In the past couple of weeks, I’ve been playing Super Mario 3D World with my brother. There is something about Mario’s wonder at itself that is remarkable. This is a storied franchise with dozens of entries and a massive fanbase, but most of the games seem wide-eyed and enthusiastic. They introduce new game elements with the glee of a child showing you their favorite toys. Their joy is inspiring and infectious. My brother and I worked together and competed. We laughed at our mutual mistakes. We tried new things and found secrets. We high fived and squealed with joy. It was a kind of bliss, being there with my brother, finding out that we could, and would, overcome challenges together.
In a similar event a few days ago, I invited 20 or so friends over and we spent the evening and part of the night playing games. Before the party started, I was worried that not enough people would come or too many or too many at the wrong time or enough people would come at different times and all miss each other. When the time came we all sat down and we just played. We laughed and chuckled. We bluffed and witnessed. We mentally danced and pranced around each other. We saw new things in old friends and made new friends quickly. It was exhausting, the party went for 6-7 hours, but it was a life-affirming exhaustion. We were all experiencing something together. Games bring a room full of strangers to each other and bring them all to laughter. Tongues are loosed and thoughts are shared. People open up and you see them really smile.
All this occurred just a few days after the horrific shooting in Orlando. When a space that should have been a safe place, where people could be themselves, was attacked. I’m straight, but my girlfriend is bi.* Everyday after I heard the news, I imagined her going to a club or a meeting and never coming home. This was a place where she could have been. It was also a place where she should have been able to be safe.
The game night and the time with my brother were little things. I am under no illusion that they helped end or even fight the horrors of hatred that fueled such an attack. What they did do was remind me that safe places do exist. That they will continue to exist. That we will fight for them. That every living room can be a place where people find themselves anew and where they can be accepted. They reminded me how easy love can be, when we simply get to know our fellow humans. We can remind others of love through the things we make and consume. Games can do that. Art can do that. We can do that.

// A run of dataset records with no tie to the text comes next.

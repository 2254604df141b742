//! Image-directory sources.
//!
//! Each still image in a directory is one frame. Files are ordered by a
//! lexicographic sort of their names and a file's index is its position
//! in that order, so `frame_2.png` comes after `frame_10.png`. Zero-padded
//! names sort as expected.

use std::path::{Path, PathBuf};

use glob::{MatchOptions, glob_with};
use image::ImageFormat;

use crate::error::ReframeError;
use crate::frame::{IndexedFrame, read_frame};
use crate::source::{FrameSelection, FrameSource, FrameStream, SourceKind};

/// Frames read from the still images of one directory.
#[derive(Debug, Clone)]
pub struct DirectorySource {
    directory: PathBuf,
    /// Extension without the dot. `None` accepts every still-image format.
    extension: Option<String>,
}

impl DirectorySource {
    pub fn new<P: Into<PathBuf>>(directory: P, extension: Option<&str>) -> Self {
        Self {
            directory: directory.into(),
            extension: extension
                .map(|extension| extension.trim_start_matches('.').to_string())
                .filter(|extension| !extension.is_empty() && extension != "*"),
        }
    }

    fn pattern(&self) -> String {
        format!("*.{}", self.extension.as_deref().unwrap_or("*"))
    }

    /// Every matching file, sorted by name.
    ///
    /// Without an extension filter, only files whose extension names a
    /// still-image format are listed; animated GIFs are skipped so a
    /// previous run's output in the same directory is not read back.
    pub fn list(&self) -> Result<Vec<PathBuf>, ReframeError> {
        if !self.directory.is_dir() {
            return Err(ReframeError::SourceNotFound {
                path: self.directory.clone(),
            });
        }

        let escaped = glob::Pattern::escape(&self.directory.to_string_lossy());
        let pattern = format!("{escaped}/{}", self.pattern());
        let options = MatchOptions {
            case_sensitive: false,
            ..MatchOptions::new()
        };
        let entries = glob_with(&pattern, options)
            .map_err(|error| ReframeError::InvalidConfiguration(error.to_string()))?;

        let mut files = Vec::new();
        for entry in entries {
            let path = entry.map_err(|error| ReframeError::IoError(error.into_error()))?;
            if !path.is_file() {
                continue;
            }
            if self.extension.is_none() && !is_still_image(&path) {
                continue;
            }
            files.push(path);
        }
        files.sort();
        log::debug!(
            "Listed {} file(s) matching {} in {}",
            files.len(),
            self.pattern(),
            self.directory.display()
        );
        Ok(files)
    }
}

fn is_still_image(path: &Path) -> bool {
    matches!(ImageFormat::from_path(path), Ok(format) if format != ImageFormat::Gif)
}

impl FrameSource for DirectorySource {
    fn kind(&self) -> SourceKind {
        SourceKind::ImageDirectory
    }

    fn path(&self) -> &Path {
        &self.directory
    }

    fn frames(&self, selection: &FrameSelection) -> Result<FrameStream, ReframeError> {
        let files = self.frame_files(selection)?.unwrap_or_default();
        Ok(Box::new(files.into_iter().map(|(index, path)| {
            read_frame(&path).map(|image| IndexedFrame::new(index, image))
        })))
    }

    /// # Errors
    ///
    /// [`ReframeError::NoFramesMatchFilter`] if the listing is empty, or if
    /// the selection keeps none of its files.
    fn frame_files(
        &self,
        selection: &FrameSelection,
    ) -> Result<Option<Vec<(u64, PathBuf)>>, ReframeError> {
        let files = self.list()?;
        if files.is_empty() {
            return Err(ReframeError::NoFramesMatchFilter {
                location: self.directory.clone(),
                pattern: self.pattern(),
            });
        }

        let total = files.len();
        let kept: Vec<(u64, PathBuf)> = files
            .into_iter()
            .enumerate()
            .map(|(position, path)| (position as u64, path))
            .filter(|(index, _)| selection.keeps(*index))
            .collect();
        if kept.is_empty() {
            return Err(ReframeError::NoFramesMatchFilter {
                location: self.directory.clone(),
                pattern: format!(
                    "{} (range {} of {total} file(s), every {})",
                    self.pattern(),
                    selection.range,
                    selection.skip
                ),
            });
        }
        Ok(Some(kept))
    }
}

#[cfg(test)]
mod tests {
    use image::{Rgb, RgbImage};

    use super::*;
    use crate::config::ExtractionRange;

    fn populate(directory: &Path, names: &[&str]) {
        for (shade, name) in names.iter().enumerate() {
            RgbImage::from_pixel(2, 2, Rgb([shade as u8; 3]))
                .save(directory.join(name))
                .unwrap();
        }
    }

    #[test]
    fn lists_sorted_and_filtered() {
        let directory = tempfile::tempdir().unwrap();
        populate(directory.path(), &["b.png", "a.png", "c.jpg", "out.gif"]);
        std::fs::write(directory.path().join("notes.txt"), b"x").unwrap();

        let all = DirectorySource::new(directory.path(), None).list().unwrap();
        let names: Vec<_> = all
            .iter()
            .map(|path| path.file_name().unwrap().to_string_lossy().into_owned())
            .collect();
        assert_eq!(names, ["a.png", "b.png", "c.jpg"]);

        let png = DirectorySource::new(directory.path(), Some(".png")).list().unwrap();
        assert_eq!(png.len(), 2);
    }

    #[test]
    fn range_is_inclusive_and_indices_are_positions() {
        let directory = tempfile::tempdir().unwrap();
        populate(directory.path(), &["0.png", "1.png", "2.png", "3.png", "4.png"]);

        let source = DirectorySource::new(directory.path(), None);
        let selection = FrameSelection::new(ExtractionRange::new(1, Some(3)), 1);
        let frames: Vec<IndexedFrame> = source
            .frames(&selection)
            .unwrap()
            .collect::<Result<_, _>>()
            .unwrap();
        let indices: Vec<u64> = frames.iter().map(|frame| frame.index).collect();
        assert_eq!(indices, [1, 2, 3]);
        assert_eq!(frames[0].image.get_pixel(0, 0), &Rgb([1, 1, 1]));
    }

    #[test]
    fn empty_listing_is_an_error() {
        let directory = tempfile::tempdir().unwrap();
        populate(directory.path(), &["a.png"]);
        let result = DirectorySource::new(directory.path(), Some("tiff")).frames(&FrameSelection::all());
        assert!(matches!(result, Err(ReframeError::NoFramesMatchFilter { .. })));
    }

    #[test]
    fn range_past_end_is_an_error() {
        let directory = tempfile::tempdir().unwrap();
        populate(directory.path(), &["a.png", "b.png"]);
        let selection = FrameSelection::new(ExtractionRange::new(5, None), 1);
        let result = DirectorySource::new(directory.path(), None).frame_files(&selection);
        assert!(matches!(result, Err(ReframeError::NoFramesMatchFilter { .. })));
    }

    #[test]
    fn missing_directory_is_not_found() {
        let result = DirectorySource::new("/no/such/frames", None).list();
        assert!(matches!(result, Err(ReframeError::SourceNotFound { .. })));
    }
}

Games can be good, even great. They can foster joy and friendship. They can remind us of our humanity. They can act as lights or pleasant stops as we work through challenges. In a time that seems so irrationally violent and in a culture that can be so polarized and petty, it felt important to me to take a step back and remember that good things are abundant and ready for us to find them. Remember that those things can invigorate and prepare us to move forward and love one more day. Remember that we can build a new, better world.
Here’s to those reminders and the people behind them.
*For those of you that know her, she is publicly out and I asked her permission before mentioning her.